The expected answer is the set of lines in the data below between the line holding "the gas economy." and the line holding "let first = capture(1, pawn, knight, 3);", inclusive, written out exactly.

····················

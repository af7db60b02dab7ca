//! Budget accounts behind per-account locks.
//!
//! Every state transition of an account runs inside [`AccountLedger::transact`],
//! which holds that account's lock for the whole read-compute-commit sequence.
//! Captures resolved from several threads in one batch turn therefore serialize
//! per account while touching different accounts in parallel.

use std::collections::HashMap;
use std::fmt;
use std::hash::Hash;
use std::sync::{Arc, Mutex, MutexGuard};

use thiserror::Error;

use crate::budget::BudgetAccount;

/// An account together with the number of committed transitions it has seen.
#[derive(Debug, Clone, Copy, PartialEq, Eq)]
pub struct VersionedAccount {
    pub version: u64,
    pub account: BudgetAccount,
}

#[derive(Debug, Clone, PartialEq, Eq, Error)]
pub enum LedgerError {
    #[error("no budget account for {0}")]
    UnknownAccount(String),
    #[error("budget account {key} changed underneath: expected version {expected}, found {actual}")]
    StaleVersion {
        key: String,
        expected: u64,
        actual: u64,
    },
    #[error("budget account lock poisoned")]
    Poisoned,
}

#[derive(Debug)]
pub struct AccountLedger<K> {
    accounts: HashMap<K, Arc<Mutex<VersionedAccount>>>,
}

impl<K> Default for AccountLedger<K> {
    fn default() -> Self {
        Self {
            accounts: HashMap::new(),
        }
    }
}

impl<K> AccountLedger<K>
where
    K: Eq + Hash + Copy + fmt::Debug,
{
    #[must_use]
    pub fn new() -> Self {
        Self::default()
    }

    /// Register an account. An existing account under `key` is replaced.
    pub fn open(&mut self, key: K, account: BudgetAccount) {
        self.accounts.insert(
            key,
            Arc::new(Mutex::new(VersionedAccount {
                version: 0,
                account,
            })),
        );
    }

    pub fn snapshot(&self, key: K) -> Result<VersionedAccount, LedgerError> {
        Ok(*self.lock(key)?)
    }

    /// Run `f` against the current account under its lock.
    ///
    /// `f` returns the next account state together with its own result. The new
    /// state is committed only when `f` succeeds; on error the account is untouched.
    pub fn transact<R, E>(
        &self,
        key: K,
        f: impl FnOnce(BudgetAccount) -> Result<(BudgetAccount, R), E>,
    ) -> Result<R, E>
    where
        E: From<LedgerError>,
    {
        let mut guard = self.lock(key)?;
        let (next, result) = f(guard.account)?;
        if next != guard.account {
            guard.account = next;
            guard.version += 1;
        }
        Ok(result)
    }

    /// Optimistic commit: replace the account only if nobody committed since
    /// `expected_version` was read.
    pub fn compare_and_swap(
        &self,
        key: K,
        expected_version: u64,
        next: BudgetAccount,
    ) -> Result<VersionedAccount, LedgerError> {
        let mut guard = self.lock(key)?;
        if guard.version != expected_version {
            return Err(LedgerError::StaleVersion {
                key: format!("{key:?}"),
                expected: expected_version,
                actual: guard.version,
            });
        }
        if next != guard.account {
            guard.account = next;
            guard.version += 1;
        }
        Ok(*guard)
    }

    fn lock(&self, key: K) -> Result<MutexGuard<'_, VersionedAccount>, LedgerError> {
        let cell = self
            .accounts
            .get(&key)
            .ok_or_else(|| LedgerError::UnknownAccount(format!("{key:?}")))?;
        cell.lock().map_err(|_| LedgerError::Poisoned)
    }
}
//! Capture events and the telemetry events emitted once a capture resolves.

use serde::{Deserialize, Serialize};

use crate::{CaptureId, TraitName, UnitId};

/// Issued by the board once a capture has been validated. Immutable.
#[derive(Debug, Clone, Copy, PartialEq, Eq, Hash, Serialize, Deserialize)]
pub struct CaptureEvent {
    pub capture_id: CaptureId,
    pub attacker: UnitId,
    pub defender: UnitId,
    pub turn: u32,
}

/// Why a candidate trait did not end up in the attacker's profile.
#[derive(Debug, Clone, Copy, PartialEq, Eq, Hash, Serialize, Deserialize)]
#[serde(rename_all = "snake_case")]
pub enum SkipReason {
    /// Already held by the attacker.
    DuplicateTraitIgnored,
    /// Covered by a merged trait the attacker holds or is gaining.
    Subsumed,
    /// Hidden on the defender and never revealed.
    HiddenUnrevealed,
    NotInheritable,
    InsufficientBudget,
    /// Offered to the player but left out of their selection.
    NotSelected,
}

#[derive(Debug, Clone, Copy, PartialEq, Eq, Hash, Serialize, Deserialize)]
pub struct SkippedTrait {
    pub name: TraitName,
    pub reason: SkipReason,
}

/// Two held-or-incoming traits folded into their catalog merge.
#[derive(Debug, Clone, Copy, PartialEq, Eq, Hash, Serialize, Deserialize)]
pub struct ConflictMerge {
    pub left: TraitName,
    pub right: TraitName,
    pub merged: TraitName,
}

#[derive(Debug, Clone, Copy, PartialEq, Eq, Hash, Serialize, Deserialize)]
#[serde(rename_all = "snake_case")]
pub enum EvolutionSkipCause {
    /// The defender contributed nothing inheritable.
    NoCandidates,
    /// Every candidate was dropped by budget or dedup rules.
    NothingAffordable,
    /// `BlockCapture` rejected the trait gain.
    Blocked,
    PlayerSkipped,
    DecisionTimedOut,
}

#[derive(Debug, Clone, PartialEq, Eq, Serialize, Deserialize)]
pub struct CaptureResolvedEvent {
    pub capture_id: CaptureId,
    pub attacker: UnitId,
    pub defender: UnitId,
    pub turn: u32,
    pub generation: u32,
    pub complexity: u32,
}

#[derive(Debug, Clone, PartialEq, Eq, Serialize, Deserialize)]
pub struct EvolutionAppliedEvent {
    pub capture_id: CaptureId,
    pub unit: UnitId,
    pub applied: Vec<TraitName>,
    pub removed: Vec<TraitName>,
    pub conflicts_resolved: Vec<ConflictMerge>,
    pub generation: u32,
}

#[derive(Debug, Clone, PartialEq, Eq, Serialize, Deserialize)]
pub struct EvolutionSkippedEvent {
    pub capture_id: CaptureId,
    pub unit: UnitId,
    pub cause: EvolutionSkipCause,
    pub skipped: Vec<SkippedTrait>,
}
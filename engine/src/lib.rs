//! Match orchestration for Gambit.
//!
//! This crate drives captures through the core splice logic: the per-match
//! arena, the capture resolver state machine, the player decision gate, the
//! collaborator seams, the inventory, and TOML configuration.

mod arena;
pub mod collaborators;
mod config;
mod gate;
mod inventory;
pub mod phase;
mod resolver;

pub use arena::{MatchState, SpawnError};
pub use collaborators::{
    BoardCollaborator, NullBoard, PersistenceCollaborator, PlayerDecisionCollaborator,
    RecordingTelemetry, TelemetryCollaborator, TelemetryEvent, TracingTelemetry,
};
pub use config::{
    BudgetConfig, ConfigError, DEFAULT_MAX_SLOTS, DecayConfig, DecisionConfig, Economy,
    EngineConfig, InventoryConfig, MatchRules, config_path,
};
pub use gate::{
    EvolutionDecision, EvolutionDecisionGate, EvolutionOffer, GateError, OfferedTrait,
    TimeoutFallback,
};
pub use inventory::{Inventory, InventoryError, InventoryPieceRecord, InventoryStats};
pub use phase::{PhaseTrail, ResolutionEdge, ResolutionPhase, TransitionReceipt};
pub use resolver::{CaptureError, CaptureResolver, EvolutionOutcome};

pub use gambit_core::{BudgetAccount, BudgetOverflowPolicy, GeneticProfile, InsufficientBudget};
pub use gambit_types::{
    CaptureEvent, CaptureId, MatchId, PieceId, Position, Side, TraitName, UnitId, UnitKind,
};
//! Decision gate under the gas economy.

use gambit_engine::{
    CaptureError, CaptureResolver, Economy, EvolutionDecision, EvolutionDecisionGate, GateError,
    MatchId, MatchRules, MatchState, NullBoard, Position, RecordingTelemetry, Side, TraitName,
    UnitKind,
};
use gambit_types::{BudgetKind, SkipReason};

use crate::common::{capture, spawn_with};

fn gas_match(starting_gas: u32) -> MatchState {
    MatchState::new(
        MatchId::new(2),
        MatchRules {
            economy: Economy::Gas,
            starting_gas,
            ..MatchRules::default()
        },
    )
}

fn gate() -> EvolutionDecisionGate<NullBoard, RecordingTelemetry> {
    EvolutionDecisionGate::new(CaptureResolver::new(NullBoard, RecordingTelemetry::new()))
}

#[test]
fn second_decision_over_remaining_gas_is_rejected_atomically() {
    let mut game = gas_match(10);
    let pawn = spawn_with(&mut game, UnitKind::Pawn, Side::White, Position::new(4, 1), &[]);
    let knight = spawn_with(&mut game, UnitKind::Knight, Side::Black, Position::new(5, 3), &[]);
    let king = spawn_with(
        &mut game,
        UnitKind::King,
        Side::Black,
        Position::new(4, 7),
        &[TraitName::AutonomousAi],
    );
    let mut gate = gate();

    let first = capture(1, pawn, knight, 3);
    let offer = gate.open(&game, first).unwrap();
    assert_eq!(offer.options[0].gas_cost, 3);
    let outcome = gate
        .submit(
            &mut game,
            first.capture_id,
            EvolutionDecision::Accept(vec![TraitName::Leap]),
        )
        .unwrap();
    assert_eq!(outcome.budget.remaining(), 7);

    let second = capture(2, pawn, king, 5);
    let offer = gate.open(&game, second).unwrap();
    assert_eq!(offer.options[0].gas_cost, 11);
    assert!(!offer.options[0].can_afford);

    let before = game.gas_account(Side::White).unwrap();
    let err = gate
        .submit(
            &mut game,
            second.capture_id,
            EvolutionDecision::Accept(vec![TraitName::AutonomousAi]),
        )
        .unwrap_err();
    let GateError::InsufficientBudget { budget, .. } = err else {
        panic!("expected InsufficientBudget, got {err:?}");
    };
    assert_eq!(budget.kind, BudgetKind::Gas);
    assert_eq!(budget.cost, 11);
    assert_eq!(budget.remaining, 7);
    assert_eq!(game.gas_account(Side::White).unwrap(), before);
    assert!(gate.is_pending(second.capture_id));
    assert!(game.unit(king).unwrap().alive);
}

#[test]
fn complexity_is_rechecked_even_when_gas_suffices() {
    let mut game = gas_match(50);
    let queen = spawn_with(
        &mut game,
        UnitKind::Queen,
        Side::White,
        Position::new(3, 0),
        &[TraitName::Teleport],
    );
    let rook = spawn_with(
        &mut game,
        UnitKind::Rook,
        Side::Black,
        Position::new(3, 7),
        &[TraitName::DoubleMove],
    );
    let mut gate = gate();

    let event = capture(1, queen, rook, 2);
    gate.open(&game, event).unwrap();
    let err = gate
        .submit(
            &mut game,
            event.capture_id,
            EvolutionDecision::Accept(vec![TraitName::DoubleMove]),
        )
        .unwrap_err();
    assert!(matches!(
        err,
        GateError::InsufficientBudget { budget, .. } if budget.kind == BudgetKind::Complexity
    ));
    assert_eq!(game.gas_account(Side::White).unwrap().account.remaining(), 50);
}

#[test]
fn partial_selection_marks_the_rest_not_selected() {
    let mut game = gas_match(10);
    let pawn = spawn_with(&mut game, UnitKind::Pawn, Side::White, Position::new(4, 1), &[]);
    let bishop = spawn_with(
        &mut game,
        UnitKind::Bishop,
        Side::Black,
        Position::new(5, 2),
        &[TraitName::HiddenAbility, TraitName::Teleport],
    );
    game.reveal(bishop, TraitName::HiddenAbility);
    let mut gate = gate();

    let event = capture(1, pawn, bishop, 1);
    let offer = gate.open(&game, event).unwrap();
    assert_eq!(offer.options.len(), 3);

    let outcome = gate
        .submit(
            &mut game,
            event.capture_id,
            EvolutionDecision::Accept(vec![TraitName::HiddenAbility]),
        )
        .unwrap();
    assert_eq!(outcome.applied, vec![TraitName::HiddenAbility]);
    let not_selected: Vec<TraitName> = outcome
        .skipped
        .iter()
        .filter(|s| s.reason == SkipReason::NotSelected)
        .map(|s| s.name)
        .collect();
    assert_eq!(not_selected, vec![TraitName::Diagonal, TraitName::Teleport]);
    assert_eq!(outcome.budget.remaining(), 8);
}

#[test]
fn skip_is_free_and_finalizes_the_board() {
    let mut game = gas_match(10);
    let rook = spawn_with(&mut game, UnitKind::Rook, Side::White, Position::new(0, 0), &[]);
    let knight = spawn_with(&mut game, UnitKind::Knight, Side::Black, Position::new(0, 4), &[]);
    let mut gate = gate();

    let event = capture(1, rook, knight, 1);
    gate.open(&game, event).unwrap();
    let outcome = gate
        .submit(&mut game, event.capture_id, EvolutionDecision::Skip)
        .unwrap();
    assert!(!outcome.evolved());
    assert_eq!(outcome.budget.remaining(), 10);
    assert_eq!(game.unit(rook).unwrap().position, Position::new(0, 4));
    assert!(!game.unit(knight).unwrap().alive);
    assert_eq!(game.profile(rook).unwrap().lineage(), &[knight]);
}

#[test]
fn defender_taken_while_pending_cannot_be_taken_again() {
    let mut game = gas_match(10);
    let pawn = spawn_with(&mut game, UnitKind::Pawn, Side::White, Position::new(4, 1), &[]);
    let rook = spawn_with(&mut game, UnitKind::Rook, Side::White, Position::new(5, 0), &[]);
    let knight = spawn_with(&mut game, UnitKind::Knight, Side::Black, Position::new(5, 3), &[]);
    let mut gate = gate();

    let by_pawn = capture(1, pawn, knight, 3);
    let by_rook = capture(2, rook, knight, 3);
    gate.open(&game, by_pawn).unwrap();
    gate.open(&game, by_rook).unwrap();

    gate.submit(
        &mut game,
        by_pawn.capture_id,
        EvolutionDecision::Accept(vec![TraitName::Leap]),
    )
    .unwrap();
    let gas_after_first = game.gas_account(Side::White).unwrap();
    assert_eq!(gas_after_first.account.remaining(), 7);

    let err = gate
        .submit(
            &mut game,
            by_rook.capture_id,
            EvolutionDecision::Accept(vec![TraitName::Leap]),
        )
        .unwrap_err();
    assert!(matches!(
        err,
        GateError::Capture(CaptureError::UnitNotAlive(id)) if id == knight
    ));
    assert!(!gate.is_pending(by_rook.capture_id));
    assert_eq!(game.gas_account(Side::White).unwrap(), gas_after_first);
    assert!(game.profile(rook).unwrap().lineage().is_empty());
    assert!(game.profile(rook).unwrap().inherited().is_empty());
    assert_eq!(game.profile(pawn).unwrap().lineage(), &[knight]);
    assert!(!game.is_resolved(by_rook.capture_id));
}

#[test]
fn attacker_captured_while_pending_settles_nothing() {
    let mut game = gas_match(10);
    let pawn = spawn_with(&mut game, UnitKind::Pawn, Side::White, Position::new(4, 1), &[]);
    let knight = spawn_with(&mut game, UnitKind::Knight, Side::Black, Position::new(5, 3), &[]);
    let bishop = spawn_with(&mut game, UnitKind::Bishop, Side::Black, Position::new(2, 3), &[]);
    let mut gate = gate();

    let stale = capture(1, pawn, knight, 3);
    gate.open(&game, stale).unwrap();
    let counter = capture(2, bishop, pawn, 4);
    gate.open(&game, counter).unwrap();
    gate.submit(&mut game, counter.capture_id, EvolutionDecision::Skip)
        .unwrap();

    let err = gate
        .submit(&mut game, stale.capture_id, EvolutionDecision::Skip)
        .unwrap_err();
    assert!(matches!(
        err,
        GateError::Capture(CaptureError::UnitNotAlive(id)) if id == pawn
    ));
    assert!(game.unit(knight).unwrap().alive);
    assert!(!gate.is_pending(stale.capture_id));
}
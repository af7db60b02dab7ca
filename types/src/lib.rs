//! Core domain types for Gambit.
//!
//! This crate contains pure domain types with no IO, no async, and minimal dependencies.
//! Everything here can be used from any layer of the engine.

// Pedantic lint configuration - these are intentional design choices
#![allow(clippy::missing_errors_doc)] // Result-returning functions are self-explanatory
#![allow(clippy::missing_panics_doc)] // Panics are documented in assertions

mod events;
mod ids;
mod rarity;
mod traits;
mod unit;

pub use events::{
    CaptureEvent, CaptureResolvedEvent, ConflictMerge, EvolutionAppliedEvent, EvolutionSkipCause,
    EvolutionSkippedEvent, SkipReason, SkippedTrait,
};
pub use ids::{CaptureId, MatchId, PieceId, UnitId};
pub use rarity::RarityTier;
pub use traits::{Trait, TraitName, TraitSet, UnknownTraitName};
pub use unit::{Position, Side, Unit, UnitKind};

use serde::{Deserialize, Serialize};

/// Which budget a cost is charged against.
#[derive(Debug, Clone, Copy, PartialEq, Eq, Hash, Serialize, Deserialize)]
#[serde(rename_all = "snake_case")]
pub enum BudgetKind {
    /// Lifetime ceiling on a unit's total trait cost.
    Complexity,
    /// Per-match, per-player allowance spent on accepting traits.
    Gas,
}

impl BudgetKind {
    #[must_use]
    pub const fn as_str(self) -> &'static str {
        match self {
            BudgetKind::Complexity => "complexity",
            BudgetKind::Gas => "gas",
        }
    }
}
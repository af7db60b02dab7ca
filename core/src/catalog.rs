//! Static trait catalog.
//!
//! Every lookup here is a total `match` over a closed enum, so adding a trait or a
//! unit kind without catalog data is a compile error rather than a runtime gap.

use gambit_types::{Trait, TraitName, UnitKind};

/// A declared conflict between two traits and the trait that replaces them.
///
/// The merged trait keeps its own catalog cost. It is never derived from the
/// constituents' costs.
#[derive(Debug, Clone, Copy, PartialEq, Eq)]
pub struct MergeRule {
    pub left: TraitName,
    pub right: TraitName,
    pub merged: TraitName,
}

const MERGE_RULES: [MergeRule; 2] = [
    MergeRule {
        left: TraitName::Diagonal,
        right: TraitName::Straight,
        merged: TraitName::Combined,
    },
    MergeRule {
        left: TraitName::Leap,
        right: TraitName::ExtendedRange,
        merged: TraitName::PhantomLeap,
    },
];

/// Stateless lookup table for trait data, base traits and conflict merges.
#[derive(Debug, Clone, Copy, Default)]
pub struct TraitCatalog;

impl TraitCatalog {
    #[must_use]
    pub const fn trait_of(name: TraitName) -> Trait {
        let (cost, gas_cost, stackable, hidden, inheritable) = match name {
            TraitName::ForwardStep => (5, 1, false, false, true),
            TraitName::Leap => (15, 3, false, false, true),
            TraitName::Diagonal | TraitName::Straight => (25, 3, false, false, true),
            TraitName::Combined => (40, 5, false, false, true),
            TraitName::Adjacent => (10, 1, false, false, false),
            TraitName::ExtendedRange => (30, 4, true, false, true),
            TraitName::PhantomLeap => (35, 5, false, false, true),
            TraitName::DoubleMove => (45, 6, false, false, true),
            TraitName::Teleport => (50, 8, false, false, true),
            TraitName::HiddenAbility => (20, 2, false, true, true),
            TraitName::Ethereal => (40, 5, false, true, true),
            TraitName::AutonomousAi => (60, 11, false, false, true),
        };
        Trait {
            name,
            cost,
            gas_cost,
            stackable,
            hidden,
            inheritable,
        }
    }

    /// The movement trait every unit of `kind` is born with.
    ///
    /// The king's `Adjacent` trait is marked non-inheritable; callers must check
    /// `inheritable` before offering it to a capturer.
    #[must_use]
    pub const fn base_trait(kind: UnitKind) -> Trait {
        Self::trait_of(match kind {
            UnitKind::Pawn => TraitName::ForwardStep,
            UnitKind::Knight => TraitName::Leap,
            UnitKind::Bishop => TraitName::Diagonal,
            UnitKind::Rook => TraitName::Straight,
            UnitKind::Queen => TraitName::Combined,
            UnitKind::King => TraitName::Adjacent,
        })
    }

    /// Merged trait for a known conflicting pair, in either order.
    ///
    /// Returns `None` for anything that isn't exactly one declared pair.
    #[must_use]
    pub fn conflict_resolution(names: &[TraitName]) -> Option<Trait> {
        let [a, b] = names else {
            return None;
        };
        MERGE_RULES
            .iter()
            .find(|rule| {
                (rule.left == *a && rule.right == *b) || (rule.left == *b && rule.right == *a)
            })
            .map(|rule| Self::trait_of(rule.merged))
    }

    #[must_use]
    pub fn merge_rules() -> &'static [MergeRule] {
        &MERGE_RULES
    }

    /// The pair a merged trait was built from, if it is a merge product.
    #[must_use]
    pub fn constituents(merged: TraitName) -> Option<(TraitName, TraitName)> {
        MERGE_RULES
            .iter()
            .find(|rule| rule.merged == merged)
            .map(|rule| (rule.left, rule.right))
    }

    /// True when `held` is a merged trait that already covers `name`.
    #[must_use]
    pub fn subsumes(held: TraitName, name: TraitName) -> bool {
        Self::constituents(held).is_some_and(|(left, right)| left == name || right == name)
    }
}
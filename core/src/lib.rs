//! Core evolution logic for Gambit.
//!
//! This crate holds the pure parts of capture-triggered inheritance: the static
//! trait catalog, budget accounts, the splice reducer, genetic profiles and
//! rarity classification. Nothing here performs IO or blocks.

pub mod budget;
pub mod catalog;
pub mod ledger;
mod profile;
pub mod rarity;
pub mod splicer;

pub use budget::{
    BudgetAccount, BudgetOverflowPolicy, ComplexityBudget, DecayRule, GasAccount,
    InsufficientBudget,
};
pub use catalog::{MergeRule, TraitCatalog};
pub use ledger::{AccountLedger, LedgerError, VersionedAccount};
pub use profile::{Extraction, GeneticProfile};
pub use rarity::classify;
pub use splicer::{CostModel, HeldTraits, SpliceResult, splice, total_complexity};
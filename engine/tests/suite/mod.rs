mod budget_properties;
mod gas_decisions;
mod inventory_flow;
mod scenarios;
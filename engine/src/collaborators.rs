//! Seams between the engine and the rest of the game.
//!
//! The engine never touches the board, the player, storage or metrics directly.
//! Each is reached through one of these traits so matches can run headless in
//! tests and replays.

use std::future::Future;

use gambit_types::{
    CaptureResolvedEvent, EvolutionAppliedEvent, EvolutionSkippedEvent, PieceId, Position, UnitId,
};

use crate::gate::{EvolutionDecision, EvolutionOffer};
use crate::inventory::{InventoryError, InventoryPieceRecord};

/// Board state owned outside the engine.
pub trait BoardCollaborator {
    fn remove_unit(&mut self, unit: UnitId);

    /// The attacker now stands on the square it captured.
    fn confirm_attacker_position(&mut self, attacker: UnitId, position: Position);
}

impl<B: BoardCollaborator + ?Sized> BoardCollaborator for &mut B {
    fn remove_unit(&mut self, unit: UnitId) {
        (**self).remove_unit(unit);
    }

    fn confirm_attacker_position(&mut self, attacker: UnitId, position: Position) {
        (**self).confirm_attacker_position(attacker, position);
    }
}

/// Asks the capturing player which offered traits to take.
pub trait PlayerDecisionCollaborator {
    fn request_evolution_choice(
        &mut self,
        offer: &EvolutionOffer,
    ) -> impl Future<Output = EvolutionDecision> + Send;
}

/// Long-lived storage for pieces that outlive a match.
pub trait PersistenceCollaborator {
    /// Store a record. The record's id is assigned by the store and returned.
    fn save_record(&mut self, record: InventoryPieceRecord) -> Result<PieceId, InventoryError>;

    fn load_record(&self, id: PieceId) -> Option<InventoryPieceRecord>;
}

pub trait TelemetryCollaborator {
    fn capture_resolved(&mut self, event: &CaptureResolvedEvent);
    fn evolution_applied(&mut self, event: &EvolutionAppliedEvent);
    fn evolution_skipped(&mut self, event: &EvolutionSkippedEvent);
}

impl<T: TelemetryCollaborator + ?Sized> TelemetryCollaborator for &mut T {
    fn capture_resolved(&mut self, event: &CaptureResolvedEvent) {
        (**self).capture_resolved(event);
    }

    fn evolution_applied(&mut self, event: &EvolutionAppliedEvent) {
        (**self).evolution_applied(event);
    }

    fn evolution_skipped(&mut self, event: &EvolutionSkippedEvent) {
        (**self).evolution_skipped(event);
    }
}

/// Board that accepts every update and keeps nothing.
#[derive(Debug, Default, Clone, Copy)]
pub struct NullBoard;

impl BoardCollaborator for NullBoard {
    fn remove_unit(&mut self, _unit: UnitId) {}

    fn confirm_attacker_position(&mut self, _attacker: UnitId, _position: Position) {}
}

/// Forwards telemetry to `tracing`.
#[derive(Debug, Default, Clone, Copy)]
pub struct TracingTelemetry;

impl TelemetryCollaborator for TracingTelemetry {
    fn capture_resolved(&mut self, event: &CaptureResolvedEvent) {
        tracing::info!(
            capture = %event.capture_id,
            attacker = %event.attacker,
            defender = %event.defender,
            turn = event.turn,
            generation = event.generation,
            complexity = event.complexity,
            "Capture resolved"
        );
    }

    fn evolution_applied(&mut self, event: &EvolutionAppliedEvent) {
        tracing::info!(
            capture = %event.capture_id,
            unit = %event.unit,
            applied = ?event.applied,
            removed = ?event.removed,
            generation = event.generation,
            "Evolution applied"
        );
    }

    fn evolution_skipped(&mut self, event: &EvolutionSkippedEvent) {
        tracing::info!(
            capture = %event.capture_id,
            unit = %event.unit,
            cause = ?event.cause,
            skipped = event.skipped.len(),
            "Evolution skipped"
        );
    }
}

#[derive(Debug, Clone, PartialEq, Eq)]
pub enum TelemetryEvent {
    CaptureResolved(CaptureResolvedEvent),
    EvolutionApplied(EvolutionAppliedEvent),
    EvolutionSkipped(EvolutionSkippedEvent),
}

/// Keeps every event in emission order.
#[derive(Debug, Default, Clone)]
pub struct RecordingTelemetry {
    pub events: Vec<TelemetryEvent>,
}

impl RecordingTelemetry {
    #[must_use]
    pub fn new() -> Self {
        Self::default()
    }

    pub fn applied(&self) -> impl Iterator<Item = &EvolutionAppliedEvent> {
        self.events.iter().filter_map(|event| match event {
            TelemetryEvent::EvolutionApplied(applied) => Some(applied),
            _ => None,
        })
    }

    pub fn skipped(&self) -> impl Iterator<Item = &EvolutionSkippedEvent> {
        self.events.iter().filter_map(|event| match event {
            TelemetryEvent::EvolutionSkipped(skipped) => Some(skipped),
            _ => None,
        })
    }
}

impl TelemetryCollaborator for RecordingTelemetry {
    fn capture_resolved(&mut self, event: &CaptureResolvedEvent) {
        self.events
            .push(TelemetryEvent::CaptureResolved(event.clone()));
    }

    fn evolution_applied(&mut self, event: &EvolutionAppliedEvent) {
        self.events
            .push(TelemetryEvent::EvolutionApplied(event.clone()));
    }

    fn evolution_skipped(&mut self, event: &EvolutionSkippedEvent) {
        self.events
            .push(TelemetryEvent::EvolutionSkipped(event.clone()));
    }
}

····················

* Written reply *
//! Decision gate under the gas economy.

use gambit_engine::{
    CaptureError, CaptureResolver, Economy, EvolutionDecision, EvolutionDecisionGate, GateError,
    MatchId, MatchRules, MatchState, NullBoard, Position, RecordingTelemetry, Side, TraitName,
    UnitKind,
};
use gambit_types::{BudgetKind, SkipReason};

use crate::common::{capture, spawn_with};

fn gas_match(starting_gas: u32) -> MatchState {
    MatchState::new(
        MatchId::new(2),
        MatchRules {
            economy: Economy::Gas,
            starting_gas,
            ..MatchRules::default()
        },
    )
}

fn gate() -> EvolutionDecisionGate<NullBoard, RecordingTelemetry> {
    EvolutionDecisionGate::new(CaptureResolver::new(NullBoard, RecordingTelemetry::new()))
}

#[test]
fn second_decision_over_remaining_gas_is_rejected_atomically() {
    let mut game = gas_match(10);
    let pawn = spawn_with(&mut game, UnitKind::Pawn, Side::White, Position::new(4, 1), &[]);
    let knight = spawn_with(&mut game, UnitKind::Knight, Side::Black, Position::new(5, 3), &[]);
    let king = spawn_with(
        &mut game,
        UnitKind::King,
        Side::Black,
        Position::new(4, 7),
        &[TraitName::AutonomousAi],
    );
    let mut gate = gate();

    let first = capture(1, pawn, knight, 3);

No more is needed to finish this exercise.